God Became Man, and Wore Diapers

Diapers show us just how real the Incarnation is

James Tissot (1836-1902), “The Adoration of the Magi”
James Tissot (1836-1902), “The Adoration of the Magi” (photo: Public Domain)

My favorite meditation for Christmas comes from the Venerable Stefan Cardinal Wyszyński, the Primate of Poland (1948-81) who kept Catholicism and the Church alive in that country despite communist repression. John Paul II would not have been who he was without Wyszyński’s mentorship, a truth attested by the new Pope’s embrace of the septuagenarian during the homagium at the Pope’s installation. 

Wyszyński’s meditation is part of a larger work, “Above Everything, Love” (Miłość ponad wszystko).  The meditation is entitled “God in Diapers” (“Bóg w pieluszkach”).
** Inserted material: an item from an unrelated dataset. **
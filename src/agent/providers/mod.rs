//! Concrete [`LlmProvider`](super::provider::LlmProvider) implementations.

pub mod openai;

pub use openai::OpenAiProvider;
Luke (2:12) reminds us that Mary gave birth and wrapped the newborn baby in “swaddling clothes,” i.e., diapers.

Wyszyński observes that “meditating on God dressed in diapers is an extraordinarily healthy experience for man” and gives us four reasons why.

First, diapers show us just how real the Incarnation is. “God in diapers—incarnating Himself in humanity’s everyday reality and complete entry into being born human—a total recognition of humanity and everything connected with it. God shares a common fate on earth with man, in even the smallest aspects of his life. …. The True Mediator between the Father and his children appears dressed in diapers.”
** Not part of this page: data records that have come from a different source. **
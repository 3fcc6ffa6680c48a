//! Provider-agnostic message types for LLM communication.
//!
//! The agent loop builds transcripts from these types; providers translate
//! them into their SDK's request shapes.

use serde::{Deserialize, Serialize};

use super::tool::{ToolCall, ToolDefinition};
use crate::core::{Turn, TurnRole};

/// Role of a chat message participant.
#[derive(Debug, Clone, Copy, PartialEq, Eq, Serialize, Deserialize)]
#[serde(rename_all = "lowercase")]
pub enum Role {
    /// System instructions.
    System,
    /// Customer input.
    User,
    /// Assistant response.
    Assistant,
    /// Tool observation.
    Tool,
}

/// A single chat message.
#[derive(Debug, Clone, Serialize, Deserialize)]
pub struct ChatMessage {
    /// Role of the message sender.
    pub role: Role,
    /// Message content.
    pub content: String,
    /// Tool calls requested by the assistant (only for `Role::Assistant`).
    #[serde(default, skip_serializing_if = "Vec::is_empty")]
    pub tool_calls: Vec<ToolCall>,
    /// Tool call ID this message responds to (only for `Role::Tool`).
    #[serde(default, skip_serializing_if = "Option::is_none")]
    pub tool_call_id: Option<String>,
}

/// A chat completion request (provider-agnostic).
#[derive(Debug, Clone)]
pub struct ChatRequest {
    /// Model identifier.
    pub model: String,
    /// Ordered conversation messages.
    pub messages: Vec<ChatMessage>,
    /// Sampling temperature (0.0–2.0).
    pub temperature: Option<f32>,
    /// Maximum tokens to generate.
    pub max_tokens: Option<u32>,
    /// Tool definitions available to the model.
    pub tools: Vec<ToolDefinition>,
}

/// Token usage statistics from a completion.
#[derive(Debug, Clone, Copy, Default, PartialEq, Eq, Serialize, Deserialize)]
pub struct TokenUsage {
    /// Tokens consumed by the prompt.
    pub prompt_tokens: u32,
    /// Tokens generated in the completion.
    pub completion_tokens: u32,
    /// Total tokens used.
    pub total_tokens: u32,
}

impl TokenUsage {
    /// Adds another completion's usage.
    pub const fn accumulate(&mut self, other: Self) {
        self.prompt_tokens = self.prompt_tokens.saturating_add(other.prompt_tokens);
        self.completion_tokens = self
            .completion_tokens
            .saturating_add(other.completion_tokens);
        self.total_tokens = self.total_tokens.saturating_add(other.total_tokens);
    }
}

/// A chat completion response (provider-agnostic).
#[derive(Debug, Clone, Default)]
pub struct ChatResponse {
    /// Generated text content.
    pub content: String,
    /// Token usage statistics.
    pub usage: TokenUsage,
    /// Tool calls requested by the model.
    pub tool_calls: Vec<ToolCall>,
    /// Finish reason from the model (e.g., `"stop"`, `"tool_calls"`).
    pub finish_reason: Option<String>,
}

/// Creates a system message.
#[must_use]
pub fn system_message(content: &str) -> ChatMessage {
    ChatMessage {
        role: Role::System,
        content: content.to_string(),
        tool_calls: Vec::new(),
        tool_call_id: None,
    }
}

/// Creates a user message.
#[must_use]
pub fn user_message(content: &str) -> ChatMessage {
    ChatMessage {
        role: Role::User,
        content: content.to_string(),
        tool_calls: Vec::new(),
        tool_call_id: None,
    }
}

/// Creates a plain assistant message.
#[must_use]
pub fn assistant_message(content: &str) -> ChatMessage {
    ChatMessage {
        role: Role::Assistant,
        content: content.to_string(),
        tool_calls: Vec::new(),
        tool_call_id: None,
    }
}

/// Creates an assistant message with tool calls.
#[must_use]
pub fn assistant_tool_calls_message(content: &str, tool_calls: Vec<ToolCall>) -> ChatMessage {
    ChatMessage {
        role: Role::Assistant,
        content: content.to_string(),
        tool_calls,
        tool_call_id: None,
    }
}

/// Creates a tool result message.
#[must_use]
pub fn tool_message(tool_call_id: &str, content: &str) -> ChatMessage {
    ChatMessage {
        role: Role::Tool,
        content: content.to_string(),
        tool_calls: Vec::new(),
        tool_call_id: Some(tool_call_id.to_string()),
    }
}

/// Converts a stored session turn into a transcript message.
#[must_use]
pub fn turn_message(turn: &Turn) -> ChatMessage {
    match turn.role {
        TurnRole::User => user_message(&turn.text),
        TurnRole::Assistant => assistant_message(&turn.text),
    }
}

#[cfg(test)]
mod tests {
    use super::*;

    #[test]
    fn test_system_message() {
        let msg = system_message("You are helpful.");
        assert_eq!(msg.role, Role::System);
        assert_eq!(msg.content, "You are helpful.");
        assert!(msg.tool_calls.is_empty());
        assert!(msg.tool_call_id.is_none());
    }

    #[test]
    fn test_tool_message() {
        let msg = tool_message("call_123", "Status: Shipped");
        assert_eq!(msg.role, Role::Tool);
        assert_eq!(msg.tool_call_id.as_deref(), Some("call_123"));
    }

    #[test]
    fn test_assistant_tool_calls_message() {
        let calls = vec![ToolCall {
            id: "call_1".to_string(),
            name: "order_status".to_string(),
            arguments: r#"{"order_id":"ORD-12345"}"#.to_string(),
        }];
        let msg = assistant_tool_calls_message("", calls);
        assert_eq!(msg.role, Role::Assistant);
        assert!(msg.content.is_empty());
        assert_eq!(msg.tool_calls[0].name, "order_status");
    }

    #[test]
    fn test_turn_message_maps_roles() {
        assert_eq!(turn_message(&Turn::user("hi")).role, Role::User);
        assert_eq!(turn_message(&Turn::assistant("hello")).role, Role::Assistant);
    }

    #[test]
    fn test_usage_accumulates() {
        let mut total = TokenUsage::default();
        total.accumulate(TokenUsage {
            prompt_tokens: 10,
            completion_tokens: 5,
            total_tokens: 15,
        });
        total.accumulate(TokenUsage {
            prompt_tokens: 1,
            completion_tokens: 1,
            total_tokens: 2,
        });
        assert_eq!(total.total_tokens, 17);
        assert_eq!(total.prompt_tokens, 11);
    }

    #[test]
    fn test_chat_message_serialization_omits_empty_fields() {
        let json = serde_json::to_string(&user_message("test")).unwrap_or_default();
        assert!(json.contains("\"user\""));
        assert!(!json.contains("tool_calls"));
        assert!(!json.contains("tool_call_id"));
    }
}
Second, diapers remind us where we came from. God enters human life as does everyman. Regardless of where he may go, everyman comes into the world needing diapers and will leave it needing probably little more. “The career of everyman begins on earth in diapers, even if today he’s dressed in the clothes of an ambassador or the uniform of a general.” Clothes may make the man, but everyman begins with the same basic set.

Wyszyński wrote that “diapers are rejected with contempt by man.” When he penned that about half a century ago, he perhaps has in mind social status and advance: every Communist dignitary had chests full of medals. But Wyszyński’s observation is both timeless and very timely: there is perhaps nothing that so terrifies moderns than diapers and their wearers. Our flight from the child—our readiness to do everything, moral and immoral, to evade the child; the “sounds of silence” in neighborhoods and “communities” bereft of children; the collective suicide of countries demographically dying amidst material prosperity—all attest to the terror and contempt diapers elicit in some people. Wyszyński puts things in perspective: “A child is the future. Not those two degree-holding, competent parents, but that tiny little human being, who does not yet know anything, who is dependent on his mother’s breast, his father’s hands, and the good will of his parents. That is not infantilism; it’s wisdom.”
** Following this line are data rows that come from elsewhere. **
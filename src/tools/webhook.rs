//! Customer handoff delivery.

use std::time::Duration;

use async_trait::async_trait;
use serde::Serialize;
use tracing::debug;

use crate::error::BackendError;

const WEBHOOK_TIMEOUT: Duration = Duration::from_secs(15);

/// Contact details collected for a human follow-up.
#[derive(Debug, Clone, PartialEq, Eq, Serialize)]
pub struct HandoffRequest {
    /// Customer name.
    pub name: String,
    /// Phone number.
    pub phone: String,
    /// Email address.
    pub email: String,
    /// Product of interest.
    pub product: String,
    /// Customer location.
    pub location: String,
}

/// Destination for handoff requests.
#[async_trait]
pub trait HandoffSink: Send + Sync {
    /// Delivers one request.
    ///
    /// # Errors
    ///
    /// Returns [`BackendError`] if delivery fails.
    async fn submit(&self, request: &HandoffRequest) -> Result<(), BackendError>;
}

/// Posts handoff requests as JSON to a webhook URL.
#[derive(Debug, Clone)]
pub struct WebhookSink {
    client: reqwest::Client,
    url: String,
}

#[derive(Serialize)]
struct WebhookPayload<'a> {
    event: &'static str,
    customer: &'a HandoffRequest,
}

impl WebhookSink {
    /// Creates a sink posting to `url`.
    ///
    /// # Errors
    ///
    /// Returns [`BackendError::Request`] if the HTTP client cannot be built.
    pub fn new(url: &str) -> Result<Self, BackendError> {
        let client = reqwest::Client::builder()
            .timeout(WEBHOOK_TIMEOUT)
            .build()?;
        Ok(Self {
            client,
            url: url.to_string(),
        })
    }
}

#[async_trait]
impl HandoffSink for WebhookSink {
    async fn submit(&self, request: &HandoffRequest) -> Result<(), BackendError> {
        let response = self
            .client
            .post(&self.url)
            .json(&WebhookPayload {
                event: "customer_handoff",
                customer: request,
            })
            .send()
            .await?;

        let status = response.status();
        if !status.is_success() {
            let body = response.text().await.unwrap_or_default();
            return Err(BackendError::UnexpectedStatus {
                status: status.as_u16(),
                body: body.chars().take(200).collect(),
            });
        }
        debug!(status = status.as_u16(), "handoff webhook accepted");
        Ok(())
    }
}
Third, diapers tell us of the dignity of a mother’s work. For women wondering about the sense of the quotidian, about the task of changing diapers and cleaning up their contents, Wyszyński reminds us: the Mother of God was precisely that because she was the mother of a man who wore diapers. “Two mothers—the Mother of God and the mother of man—greet each other in a labor well-known to each.” A labor of love, but still also a dirty job. But God is met in the everyday, which is where holiness is achieved: Mothers and fathers “came out of [diapers] themselves and in this way today serve God, society, and their fellow man best.”

Four, diapers are the foundation of democracy. In Wyszyński’s communist Poland, everything was politics and politics was everything (a perspective not alien to our own day or country). Wyszyński blows it all away bluntly: “Amidst today’s social equality one must remember that it began not with a “Social Contract” nor a “Manifesto” but in diapers.” And the head of humanity is one also clad in diapers.

There’s no shortage of speakers who have been advised to overcome their stage fright by imagining their listeners in their underwear. There’s be far fewer social problems if we could regularly see our fellow man helplessly clad in diapers.